Data excerpts
──────────────────────────────

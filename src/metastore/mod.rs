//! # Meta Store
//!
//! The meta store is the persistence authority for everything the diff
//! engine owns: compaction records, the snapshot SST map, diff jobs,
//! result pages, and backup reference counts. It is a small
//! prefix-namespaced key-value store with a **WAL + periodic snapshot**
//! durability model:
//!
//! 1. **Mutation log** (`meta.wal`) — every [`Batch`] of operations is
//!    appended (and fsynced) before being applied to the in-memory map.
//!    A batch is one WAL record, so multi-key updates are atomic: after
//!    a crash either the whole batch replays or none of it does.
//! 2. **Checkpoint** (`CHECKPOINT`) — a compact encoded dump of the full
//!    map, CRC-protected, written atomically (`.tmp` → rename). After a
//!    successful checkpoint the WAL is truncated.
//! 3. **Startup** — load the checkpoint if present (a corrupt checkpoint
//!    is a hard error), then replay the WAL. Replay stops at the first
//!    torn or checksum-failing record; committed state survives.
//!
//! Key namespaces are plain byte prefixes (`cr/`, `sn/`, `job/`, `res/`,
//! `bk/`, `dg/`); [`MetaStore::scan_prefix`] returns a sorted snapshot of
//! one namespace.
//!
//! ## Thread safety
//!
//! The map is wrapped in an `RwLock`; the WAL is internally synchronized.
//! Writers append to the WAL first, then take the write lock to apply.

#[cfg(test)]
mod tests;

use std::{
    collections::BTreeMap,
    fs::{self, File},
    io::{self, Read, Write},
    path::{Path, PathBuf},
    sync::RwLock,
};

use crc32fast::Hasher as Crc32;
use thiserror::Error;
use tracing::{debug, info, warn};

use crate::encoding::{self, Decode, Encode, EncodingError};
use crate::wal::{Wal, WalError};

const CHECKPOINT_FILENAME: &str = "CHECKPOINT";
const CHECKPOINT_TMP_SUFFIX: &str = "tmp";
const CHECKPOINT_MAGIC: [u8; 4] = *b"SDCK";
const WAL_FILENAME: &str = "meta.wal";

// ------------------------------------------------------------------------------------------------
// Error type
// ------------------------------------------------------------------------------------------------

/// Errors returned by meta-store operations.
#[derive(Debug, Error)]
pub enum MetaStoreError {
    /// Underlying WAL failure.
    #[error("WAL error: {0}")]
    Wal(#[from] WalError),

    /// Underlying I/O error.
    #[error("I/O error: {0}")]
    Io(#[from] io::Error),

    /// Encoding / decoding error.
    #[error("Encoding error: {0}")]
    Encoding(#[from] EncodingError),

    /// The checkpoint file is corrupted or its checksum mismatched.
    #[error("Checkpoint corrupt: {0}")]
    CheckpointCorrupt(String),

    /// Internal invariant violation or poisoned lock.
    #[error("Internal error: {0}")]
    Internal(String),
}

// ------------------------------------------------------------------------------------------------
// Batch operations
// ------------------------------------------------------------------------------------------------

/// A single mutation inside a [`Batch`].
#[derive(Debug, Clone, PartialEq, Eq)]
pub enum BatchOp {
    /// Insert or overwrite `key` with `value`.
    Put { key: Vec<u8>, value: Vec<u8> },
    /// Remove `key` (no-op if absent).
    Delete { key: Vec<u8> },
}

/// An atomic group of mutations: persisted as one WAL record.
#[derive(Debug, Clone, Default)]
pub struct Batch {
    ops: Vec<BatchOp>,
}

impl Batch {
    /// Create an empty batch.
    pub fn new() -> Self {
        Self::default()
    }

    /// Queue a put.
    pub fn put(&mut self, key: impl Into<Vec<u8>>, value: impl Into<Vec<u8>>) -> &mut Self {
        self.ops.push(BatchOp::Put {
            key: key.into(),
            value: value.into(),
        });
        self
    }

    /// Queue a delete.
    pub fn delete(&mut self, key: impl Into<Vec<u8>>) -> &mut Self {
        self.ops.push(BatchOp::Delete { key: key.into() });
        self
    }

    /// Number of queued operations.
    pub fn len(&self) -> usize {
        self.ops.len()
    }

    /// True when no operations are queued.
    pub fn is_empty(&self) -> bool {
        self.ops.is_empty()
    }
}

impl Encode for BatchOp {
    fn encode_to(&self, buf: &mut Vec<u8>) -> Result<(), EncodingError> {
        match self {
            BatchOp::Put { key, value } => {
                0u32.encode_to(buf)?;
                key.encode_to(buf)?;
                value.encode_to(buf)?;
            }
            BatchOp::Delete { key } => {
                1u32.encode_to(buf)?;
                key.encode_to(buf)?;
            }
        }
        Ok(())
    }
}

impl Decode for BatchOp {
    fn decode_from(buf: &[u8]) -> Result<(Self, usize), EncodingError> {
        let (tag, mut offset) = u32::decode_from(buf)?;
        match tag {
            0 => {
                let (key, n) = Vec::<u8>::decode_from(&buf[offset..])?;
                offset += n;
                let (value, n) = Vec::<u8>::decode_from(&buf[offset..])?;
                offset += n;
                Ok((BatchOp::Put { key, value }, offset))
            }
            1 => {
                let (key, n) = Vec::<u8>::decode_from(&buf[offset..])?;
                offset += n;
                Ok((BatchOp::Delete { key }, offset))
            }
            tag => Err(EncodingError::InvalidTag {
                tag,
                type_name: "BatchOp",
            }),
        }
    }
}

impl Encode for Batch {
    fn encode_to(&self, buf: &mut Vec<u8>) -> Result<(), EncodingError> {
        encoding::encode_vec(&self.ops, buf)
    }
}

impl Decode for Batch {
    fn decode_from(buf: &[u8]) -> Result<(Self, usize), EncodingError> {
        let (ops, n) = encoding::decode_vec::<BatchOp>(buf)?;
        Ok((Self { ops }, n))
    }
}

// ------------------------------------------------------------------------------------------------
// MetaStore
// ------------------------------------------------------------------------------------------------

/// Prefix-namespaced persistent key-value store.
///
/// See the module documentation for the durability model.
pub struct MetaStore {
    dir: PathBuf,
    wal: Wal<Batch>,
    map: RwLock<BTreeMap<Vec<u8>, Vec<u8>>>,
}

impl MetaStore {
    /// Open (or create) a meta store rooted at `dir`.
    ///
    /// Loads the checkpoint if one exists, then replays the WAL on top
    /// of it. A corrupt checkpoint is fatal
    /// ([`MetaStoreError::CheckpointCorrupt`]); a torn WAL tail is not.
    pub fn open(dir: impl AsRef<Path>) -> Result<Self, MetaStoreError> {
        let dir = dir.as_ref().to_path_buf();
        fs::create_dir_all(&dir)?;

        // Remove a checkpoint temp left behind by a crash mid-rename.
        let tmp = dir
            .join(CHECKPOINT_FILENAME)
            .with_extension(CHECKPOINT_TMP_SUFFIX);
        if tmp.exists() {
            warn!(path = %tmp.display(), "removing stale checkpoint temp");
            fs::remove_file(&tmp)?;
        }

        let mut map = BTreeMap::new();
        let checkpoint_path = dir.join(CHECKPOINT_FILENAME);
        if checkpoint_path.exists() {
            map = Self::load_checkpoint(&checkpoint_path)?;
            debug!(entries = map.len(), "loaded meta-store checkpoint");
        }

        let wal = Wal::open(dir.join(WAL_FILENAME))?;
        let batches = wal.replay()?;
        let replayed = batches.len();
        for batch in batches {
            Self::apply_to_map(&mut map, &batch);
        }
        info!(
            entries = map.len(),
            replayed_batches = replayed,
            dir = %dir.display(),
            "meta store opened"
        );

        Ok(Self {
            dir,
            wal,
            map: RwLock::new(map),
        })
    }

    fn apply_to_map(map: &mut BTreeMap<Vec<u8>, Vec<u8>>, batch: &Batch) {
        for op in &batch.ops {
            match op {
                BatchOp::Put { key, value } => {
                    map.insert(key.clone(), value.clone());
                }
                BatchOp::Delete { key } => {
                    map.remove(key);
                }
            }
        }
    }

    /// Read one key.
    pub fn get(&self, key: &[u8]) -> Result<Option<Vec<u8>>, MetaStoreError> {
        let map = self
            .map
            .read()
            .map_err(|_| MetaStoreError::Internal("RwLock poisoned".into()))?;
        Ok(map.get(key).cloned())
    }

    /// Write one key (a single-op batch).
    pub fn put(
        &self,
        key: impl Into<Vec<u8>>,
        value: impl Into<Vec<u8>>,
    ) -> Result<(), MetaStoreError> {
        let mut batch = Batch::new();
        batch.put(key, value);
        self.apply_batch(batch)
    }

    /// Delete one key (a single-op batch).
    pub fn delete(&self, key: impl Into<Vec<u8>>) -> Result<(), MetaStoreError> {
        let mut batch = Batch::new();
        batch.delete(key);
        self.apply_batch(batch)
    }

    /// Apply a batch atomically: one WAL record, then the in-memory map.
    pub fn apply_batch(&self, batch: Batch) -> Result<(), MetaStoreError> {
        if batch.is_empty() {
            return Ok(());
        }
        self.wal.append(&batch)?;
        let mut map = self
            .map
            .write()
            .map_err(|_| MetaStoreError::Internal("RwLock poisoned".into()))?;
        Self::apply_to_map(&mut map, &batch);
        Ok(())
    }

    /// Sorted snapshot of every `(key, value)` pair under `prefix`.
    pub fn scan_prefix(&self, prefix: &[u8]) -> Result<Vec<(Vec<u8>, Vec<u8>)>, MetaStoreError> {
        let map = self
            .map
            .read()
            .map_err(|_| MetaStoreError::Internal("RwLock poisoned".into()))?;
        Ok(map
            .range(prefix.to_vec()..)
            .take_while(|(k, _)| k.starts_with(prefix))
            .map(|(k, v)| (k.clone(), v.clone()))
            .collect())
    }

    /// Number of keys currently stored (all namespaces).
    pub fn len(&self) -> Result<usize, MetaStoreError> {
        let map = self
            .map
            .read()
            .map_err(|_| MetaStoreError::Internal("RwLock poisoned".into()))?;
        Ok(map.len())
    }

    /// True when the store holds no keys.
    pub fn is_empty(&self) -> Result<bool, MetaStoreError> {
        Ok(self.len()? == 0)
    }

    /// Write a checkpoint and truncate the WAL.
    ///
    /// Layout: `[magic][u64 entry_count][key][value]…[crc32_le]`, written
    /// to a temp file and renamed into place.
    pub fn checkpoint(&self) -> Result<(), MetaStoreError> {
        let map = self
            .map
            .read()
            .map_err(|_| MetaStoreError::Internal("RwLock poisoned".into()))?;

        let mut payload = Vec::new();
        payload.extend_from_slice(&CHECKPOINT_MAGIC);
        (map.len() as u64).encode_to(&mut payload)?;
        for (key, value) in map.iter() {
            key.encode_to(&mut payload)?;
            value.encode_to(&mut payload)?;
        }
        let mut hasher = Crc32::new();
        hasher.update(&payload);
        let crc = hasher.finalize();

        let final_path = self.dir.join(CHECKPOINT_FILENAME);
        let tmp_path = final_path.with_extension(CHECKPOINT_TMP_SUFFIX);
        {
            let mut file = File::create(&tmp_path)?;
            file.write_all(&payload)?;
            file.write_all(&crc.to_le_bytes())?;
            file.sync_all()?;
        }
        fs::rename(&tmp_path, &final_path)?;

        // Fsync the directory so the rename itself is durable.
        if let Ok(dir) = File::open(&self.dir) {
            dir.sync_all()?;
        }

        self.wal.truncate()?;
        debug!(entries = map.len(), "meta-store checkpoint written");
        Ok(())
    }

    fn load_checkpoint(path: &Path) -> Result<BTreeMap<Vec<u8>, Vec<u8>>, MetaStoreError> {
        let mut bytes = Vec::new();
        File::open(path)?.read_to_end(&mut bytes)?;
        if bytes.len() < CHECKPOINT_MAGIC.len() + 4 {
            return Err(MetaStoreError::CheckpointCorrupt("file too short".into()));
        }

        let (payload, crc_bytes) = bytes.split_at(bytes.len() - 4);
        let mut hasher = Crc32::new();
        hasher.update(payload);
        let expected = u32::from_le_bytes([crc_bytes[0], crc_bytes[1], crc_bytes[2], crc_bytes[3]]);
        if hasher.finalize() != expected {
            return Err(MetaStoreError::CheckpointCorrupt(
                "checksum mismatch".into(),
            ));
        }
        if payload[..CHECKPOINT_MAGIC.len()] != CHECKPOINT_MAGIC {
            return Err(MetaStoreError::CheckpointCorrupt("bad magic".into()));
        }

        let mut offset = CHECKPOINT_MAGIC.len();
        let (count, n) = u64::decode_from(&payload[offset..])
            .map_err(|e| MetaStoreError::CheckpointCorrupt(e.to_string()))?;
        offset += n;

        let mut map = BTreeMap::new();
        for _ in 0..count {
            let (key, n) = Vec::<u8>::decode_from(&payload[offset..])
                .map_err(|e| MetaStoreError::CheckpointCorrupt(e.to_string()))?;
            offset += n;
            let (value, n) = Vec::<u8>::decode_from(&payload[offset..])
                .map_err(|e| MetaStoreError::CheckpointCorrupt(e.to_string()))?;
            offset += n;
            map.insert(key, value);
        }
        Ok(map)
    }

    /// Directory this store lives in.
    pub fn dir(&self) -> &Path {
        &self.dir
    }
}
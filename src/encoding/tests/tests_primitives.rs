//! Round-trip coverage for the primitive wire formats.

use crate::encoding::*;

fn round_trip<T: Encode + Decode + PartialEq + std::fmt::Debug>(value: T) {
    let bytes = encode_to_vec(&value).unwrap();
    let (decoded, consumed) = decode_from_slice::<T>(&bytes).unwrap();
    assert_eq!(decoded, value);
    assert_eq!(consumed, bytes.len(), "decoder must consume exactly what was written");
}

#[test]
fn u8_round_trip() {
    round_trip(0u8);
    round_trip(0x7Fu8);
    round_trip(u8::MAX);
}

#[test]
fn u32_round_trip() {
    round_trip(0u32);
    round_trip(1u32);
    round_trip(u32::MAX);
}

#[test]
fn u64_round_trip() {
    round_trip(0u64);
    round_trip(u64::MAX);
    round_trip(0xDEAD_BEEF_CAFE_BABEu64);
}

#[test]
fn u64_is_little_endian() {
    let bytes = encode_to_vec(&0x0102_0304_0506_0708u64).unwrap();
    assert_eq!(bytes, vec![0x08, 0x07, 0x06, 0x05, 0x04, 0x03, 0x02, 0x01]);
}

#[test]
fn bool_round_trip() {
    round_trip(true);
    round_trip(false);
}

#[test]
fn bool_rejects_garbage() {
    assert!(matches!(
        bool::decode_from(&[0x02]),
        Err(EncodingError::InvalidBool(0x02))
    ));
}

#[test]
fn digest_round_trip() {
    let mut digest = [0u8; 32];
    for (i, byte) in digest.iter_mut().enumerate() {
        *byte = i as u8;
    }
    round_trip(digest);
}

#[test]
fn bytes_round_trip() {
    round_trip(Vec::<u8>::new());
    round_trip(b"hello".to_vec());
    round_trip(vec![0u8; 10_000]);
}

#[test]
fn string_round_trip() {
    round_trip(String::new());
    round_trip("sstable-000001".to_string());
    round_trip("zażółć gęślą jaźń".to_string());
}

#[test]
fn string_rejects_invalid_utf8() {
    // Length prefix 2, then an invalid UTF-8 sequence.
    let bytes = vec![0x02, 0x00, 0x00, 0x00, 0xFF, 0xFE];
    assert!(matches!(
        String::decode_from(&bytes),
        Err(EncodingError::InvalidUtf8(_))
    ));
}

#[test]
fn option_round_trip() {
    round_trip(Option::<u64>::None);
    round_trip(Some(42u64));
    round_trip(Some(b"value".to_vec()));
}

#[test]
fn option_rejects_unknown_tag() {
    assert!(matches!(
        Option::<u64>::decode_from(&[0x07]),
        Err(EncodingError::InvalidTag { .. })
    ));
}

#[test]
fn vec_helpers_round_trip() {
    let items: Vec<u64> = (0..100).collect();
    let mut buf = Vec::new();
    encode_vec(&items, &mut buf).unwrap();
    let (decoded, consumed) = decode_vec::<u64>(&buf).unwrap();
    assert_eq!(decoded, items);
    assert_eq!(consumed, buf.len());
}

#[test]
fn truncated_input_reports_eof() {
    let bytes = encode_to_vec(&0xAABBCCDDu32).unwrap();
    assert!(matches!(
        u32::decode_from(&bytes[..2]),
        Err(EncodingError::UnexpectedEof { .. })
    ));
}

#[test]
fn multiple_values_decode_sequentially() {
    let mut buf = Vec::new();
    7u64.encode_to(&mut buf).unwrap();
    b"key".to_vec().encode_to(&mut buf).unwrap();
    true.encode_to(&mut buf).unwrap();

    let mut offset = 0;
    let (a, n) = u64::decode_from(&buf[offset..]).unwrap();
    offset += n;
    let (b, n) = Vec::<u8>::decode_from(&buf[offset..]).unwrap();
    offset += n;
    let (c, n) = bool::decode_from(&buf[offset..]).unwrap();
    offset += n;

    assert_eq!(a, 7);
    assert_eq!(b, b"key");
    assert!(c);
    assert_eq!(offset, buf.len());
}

──────────────────────────────

EXERCISE DIRECTIONS: Beginning at the line with "pub fn delete(&self, key: impl" and stopping after the line with "then the in-memory map.", please write out every line of the data above exactly and nothing else.

YOUR SOLUTION:
    pub fn delete(&self, key: impl Into<Vec<u8>>) -> Result<(), MetaStoreError> {
        let mut batch = Batch::new();
        batch.delete(key);
        self.apply_batch(batch)
    }

    /// Apply a batch atomically: one WAL record, then the in-memory map.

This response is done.